Problem details: Look through the entries. Copy each line that has the word "Mutex".

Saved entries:
---

//! SSE plumbing shared by streaming adapters.
//!
//! The adapter receives a `reqwest::Response`, buffers chunks, splits on
//! `\n\n`, extracts `data:` payloads, and feeds each payload to a
//! provider-specific parser that returns `Vec<Result<StreamEvent>>`.

use crate::util::from_reqwest;
use ma_domain::stream::{BoxStream, StreamEvent};
use ma_domain::Result;

/// Extract complete `data:` payloads from an SSE buffer.
///
/// SSE events are delimited by `\n\n`. Each event block may contain
/// `event:`, `data:`, `id:`, or `retry:` lines; only `data:` matters here.
/// The buffer is drained in-place: consumed bytes are removed and any
/// trailing partial event remains for the next call.
pub(crate) fn drain_data_lines(buffer: &mut String) -> Vec<String> {
    let mut data_lines = Vec::new();

    while let Some(pos) = buffer.find("\n\n") {
        let block: String = buffer.drain(..pos).collect();
        buffer.drain(..2); // remove the \n\n delimiter

        for line in block.lines() {
            let line = line.trim();
            if let Some(data) = line.strip_prefix("data:") {
                let data = data.trim();
                if !data.is_empty() {
                    data_lines.push(data.to_string());
                }
            }
        }
    }

    data_lines
}

/// Build a [`BoxStream`] from an SSE `reqwest::Response` and a parser
/// closure. The closure is `FnMut` because tool-call assembly carries
/// state across events. A fallback `Done` is emitted if the parser never
/// produced one.
pub(crate) fn sse_response_stream<F>(
    response: reqwest::Response,
    mut parse_data: F,
) -> BoxStream<'static, Result<StreamEvent>>
where
    F: FnMut(&str) -> Vec<Result<StreamEvent>> + Send + 'static,
{
    let stream = async_stream::stream! {
        let mut response = response;
        let mut buffer = String::new();
        let mut done_emitted = false;

        loop {
            match response.chunk().await {
                Ok(Some(bytes)) => {
                    buffer.push_str(&String::from_utf8_lossy(&bytes));

                    for data in drain_data_lines(&mut buffer) {
                        for event in parse_data(&data) {
                            if matches!(&event, Ok(StreamEvent::Done { .. })) {
                                done_emitted = true;
                            }
                            yield event;
                        }
                    }
                }
                Ok(None) => {
                    // Body closed — flush any trailing partial event.
                    if !buffer.trim().is_empty() {
                        buffer.push_str("\n\n");
                        for data in drain_data_lines(&mut buffer) {
                            for event in parse_data(&data) {
                                if matches!(&event, Ok(StreamEvent::Done { .. })) {
                                    done_emitted = true;
                                }
                                yield event;
                            }
                        }
                    }
                    break;
                }
                Err(e) => {
                    yield Err(from_reqwest(e));
                    break;
                }
            }
        }

        if !done_emitted {
            yield Ok(StreamEvent::Done {
                usage: None,
                finish_reason: Some("stop".into()),
            });
        }
    };

    Box::pin(stream)
}
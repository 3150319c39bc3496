//! In-memory [`StateStore`] used by tests and `kv.memory = true` local
//! runs.
//!
//! TTLs are honored lazily: expired entries are dropped when read or
//! scanned. Pub/sub is a process-local fan-out with the same `*` pattern
//! semantics as the Redis PSUBSCRIBE glob.

use std::collections::HashMap;
use std::time::{Duration, Instant};

use parking_lot::Mutex;
use tokio::sync::mpsc;

use ma_domain::stream::BoxStream;
use ma_domain::Result;

use crate::kv::{PubSubMessage, StateStore};

struct Entry {
    value: String,
    expires_at: Option<Instant>,
}

impl Entry {
    fn live(&self) -> bool {
        self.expires_at.map_or(true, |t| Instant::now() < t)
    }
}

#[derive(Default)]
pub struct MemoryStore {
    entries: Mutex<HashMap<String, Entry>>,
    hashes: Mutex<HashMap<String, HashMap<String, String>>>,
    subscribers: Mutex<Vec<(String, mpsc::UnboundedSender<PubSubMessage>)>>,
}

impl MemoryStore {
    pub fn new() -> Self {
        Self::default()
    }

    /// Glob match supporting `*` (any run of characters), as PSUBSCRIBE and
    /// SCAN MATCH do for the patterns this codebase uses.
    pub fn pattern_matches(pattern: &str, value: &str) -> bool {
        fn inner(p: &[u8], v: &[u8]) -> bool {
            match (p.first(), v.first()) {
                (None, None) => true,
                (Some(b'*'), _) => {
                    inner(&p[1..], v) || (!v.is_empty() && inner(p, &v[1..]))
                }
                (Some(pc), Some(vc)) if pc == vc => inner(&p[1..], &v[1..]),
                _ => false,
            }
        }
        inner(pattern.as_bytes(), value.as_bytes())
    }

    fn ttl_deadline(ttl_secs: Option<u64>) -> Option<Instant> {
        ttl_secs.map(|s| Instant::now() + Duration::from_secs(s))
    }
}

#[async_trait::async_trait]
impl StateStore for MemoryStore {
    async fn get(&self, key: &str) -> Option<String> {
        let mut entries = self.entries.lock();
        match entries.get(key) {
            Some(e) if e.live() => Some(e.value.clone()),
            Some(_) => {
                entries.remove(key);
                None
            }
            None => None,
        }
    }

    async fn set(&self, key: &str, value: &str, ttl_secs: Option<u64>) -> Result<()> {
        self.entries.lock().insert(
            key.to_string(),
            Entry {
                value: value.to_string(),
                expires_at: Self::ttl_deadline(ttl_secs),
            },
        );
        Ok(())
    }

    async fn setnx(&self, key: &str, value: &str, ttl_secs: u64) -> bool {
        let mut entries = self.entries.lock();
        let occupied = entries.get(key).is_some_and(Entry::live);
        if occupied {
            return false;
        }
        entries.insert(
            key.to_string(),
            Entry {
                value: value.to_string(),
                expires_at: Self::ttl_deadline(Some(ttl_secs)),
            },
        );
        true
    }

    async fn del(&self, key: &str) -> Result<()> {
        self.entries.lock().remove(key);
        self.hashes.lock().remove(key);
        Ok(())
    }

    async fn expire(&self, key: &str, ttl_secs: u64) -> Result<()> {
        if let Some(e) = self.entries.lock().get_mut(key) {
            e.expires_at = Self::ttl_deadline(Some(ttl_secs));
        }
        Ok(())
    }

    async fn hget(&self, key: &str, field: &str) -> Option<String> {
        self.hashes
            .lock()
            .get(key)
            .and_then(|h| h.get(field).cloned())
    }

    async fn hset(&self, key: &str, field: &str, value: &str) -> Result<()> {
        self.hashes
            .lock()
            .entry(key.to_string())
            .or_default()
            .insert(field.to_string(), value.to_string());
        Ok(())
    }

    async fn hgetall(&self, key: &str) -> HashMap<String, String> {
        self.hashes.lock().get(key).cloned().unwrap_or_default()
    }

    async fn publish(&self, channel: &str, payload: &str) {
        let msg = PubSubMessage {
            channel: channel.to_string(),
            payload: payload.to_string(),
        };
        let mut subs = self.subscribers.lock();
        subs.retain(|(pattern, tx)| {
            if Self::pattern_matches(pattern, channel) {
                tx.send(msg.clone()).is_ok()
            } else {
                !tx.is_closed()
            }
        });
    }

    async fn subscribe(&self, pattern: &str) -> Result<BoxStream<'static, PubSubMessage>> {
        let (tx, mut rx) = mpsc::unbounded_channel();
        self.subscribers.lock().push((pattern.to_string(), tx));
        Ok(Box::pin(async_stream::stream! {
            while let Some(msg) = rx.recv().await {
                yield msg;
            }
        }))
    }

    async fn scan(&self, pattern: &str) -> Vec<String> {
        let mut entries = self.entries.lock();
        entries.retain(|_, e| e.live());
        entries
            .keys()
            .filter(|k| Self::pattern_matches(pattern, k))
            .cloned()
            .collect()
    }
}
//! Workflow resumption after a worker callback (or a watchdog timeout).
//!
//! The Brain survives a pause in memory; if this instance took over from a
//! dead one, the acquire below rebuilds it from the stores. Either way the
//! thread continues in callback mode with a continuation message that
//! quotes the worker's result.

use ma_domain::task::LptResponse;
use ma_domain::Result;

use crate::state::AppState;

use super::prompts;
use super::turn::{self, PausedWorkflow, WorkflowOutcome};

/// Fire-and-forget resumption; failures are logged, never propagated to
/// the HTTP caller that triggered them.
pub fn spawn_resumption(state: AppState, target: PausedWorkflow, response: LptResponse) {
    tokio::spawn(async move {
        let thread = target.thread_key.clone();
        match resume(&state, &target, &response).await {
            Ok(outcome) => {
                tracing::info!(thread = %thread, outcome = ?outcome, "workflow resumed")
            }
            Err(e) => tracing::error!(thread = %thread, error = %e, "workflow resumption failed"),
        }
    });
}

pub async fn resume(
    state: &AppState,
    target: &PausedWorkflow,
    response: &LptResponse,
) -> Result<WorkflowOutcome> {
    let mut brain = state
        .brains
        .acquire(
            &state.sessions,
            &state.history,
            &target.user_id,
            &target.company_id,
            &target.thread_key,
            None,
            true,
        )
        .await?;

    // A Brain rebuilt on another instance may have lost the task binding
    // if the pause happened before the history flush landed.
    if brain.active_task.is_none() && target.active_task.is_some() {
        brain.active_task = target.active_task.clone();
        brain.history.active_execution = target.active_task.clone();
    }
    brain.enter_callback_mode();

    let continuation = prompts::lpt_continuation(
        &target.expected_lpt,
        response.status,
        &response.summary_text(),
    );
    let handles = turn::prepare_turn(state, &mut brain, &continuation).await?;
    turn::execute(state, &mut brain, handles.assistant_message_id).await
}

#[cfg(test)]
mod tests {
    use super::*;
    use crate::runtime::testutil::{scripted_state, turn_with_tool, StreamScript};
    use chrono::Utc;
    use ma_domain::chat::Role;
    use ma_domain::task::{LptOutcome, StepStatus};
    use serde_json::json;

    #[tokio::test]
    async fn resume_updates_checklist_then_terminates() {
        // The resumed agent updates the step then terminates, per the
        // callback-mode instruction.
        let (state, _) = scripted_state(vec![
            turn_with_tool(
                "tc_1",
                "UPDATE_STEP",
                json!({"step_id": "step_2", "status": "completed", "message": "42 transactions reconciled"}),
            ),
            turn_with_tool("tc_2", "TERMINATE_TASK", json!({"summary": "mission complete"})),
        ])
        .await;
        let active = state.seed_task_execution("u1", "acme").await;

        let target = PausedWorkflow {
            status: "waiting_lpt".into(),
            expected_lpt: "lpt-000000000001".into(),
            paused_at: Utc::now(),
            user_id: "u1".into(),
            company_id: "acme".into(),
            thread_key: active.task_id.clone(),
            active_task: Some(active.clone()),
            handle: None,
        };
        let response = LptResponse {
            status: LptOutcome::Completed,
            result: Some(json!({"summary": "42 transactions reconciled"})),
            error: None,
        };

        let outcome = resume(&state, &target, &response).await.unwrap();
        assert_eq!(outcome, WorkflowOutcome::Terminated);

        // The continuation message quoting the worker summary is on the
        // thread, and the report was promoted onto the task.
        let history = state
            .history
            .load("u1", "acme", &active.task_id)
            .await;
        assert!(history
            .messages
            .iter()
            .any(|m| m.role == Role::User && m.content.contains("42 transactions reconciled")));

        let task = crate::runtime::tasks::load_task(
            state.docs.as_ref(),
            &active.mandate_path,
            &active.task_id,
        )
        .await
        .unwrap();
        let report = task.last_execution_report.unwrap();
        assert_eq!(report.summary, "mission complete");
    }

    #[tokio::test]
    async fn timeout_resume_reaches_agent_as_failure() {
        let (state, _) = scripted_state(vec![turn_with_tool(
            "tc_1",
            "UPDATE_STEP",
            json!({"step_id": "step_1", "status": "error", "message": "worker timed out"}),
        )])
        .await;
        let active = state.seed_task_execution("u1", "acme").await;
        let target = PausedWorkflow {
            status: "waiting_lpt".into(),
            expected_lpt: "lpt-000000000002".into(),
            paused_at: Utc::now(),
            user_id: "u1".into(),
            company_id: "acme".into(),
            thread_key: active.task_id.clone(),
            active_task: Some(active.clone()),
            handle: None,
        };
        let response = LptResponse {
            status: LptOutcome::Failed,
            result: None,
            error: Some("timeout: no worker callback received".into()),
        };
        resume(&state, &target, &response).await.unwrap();

        let exec = crate::runtime::tasks::load_execution(
            state.docs.as_ref(),
            &active.mandate_path,
            &active.task_id,
            &active.execution_id,
        )
        .await
        .unwrap()
        .unwrap();
        let checklist = exec.workflow_checklist.unwrap();
        assert_eq!(checklist.steps[0].status, StepStatus::Error);
    }
}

---

Result below:
use parking_lot::Mutex;
    entries: Mutex<HashMap<String, Entry>>,
    hashes: Mutex<HashMap<String, HashMap<String, String>>>,
    subscribers: Mutex<Vec<(String, mpsc::UnboundedSender<PubSubMessage>)>>,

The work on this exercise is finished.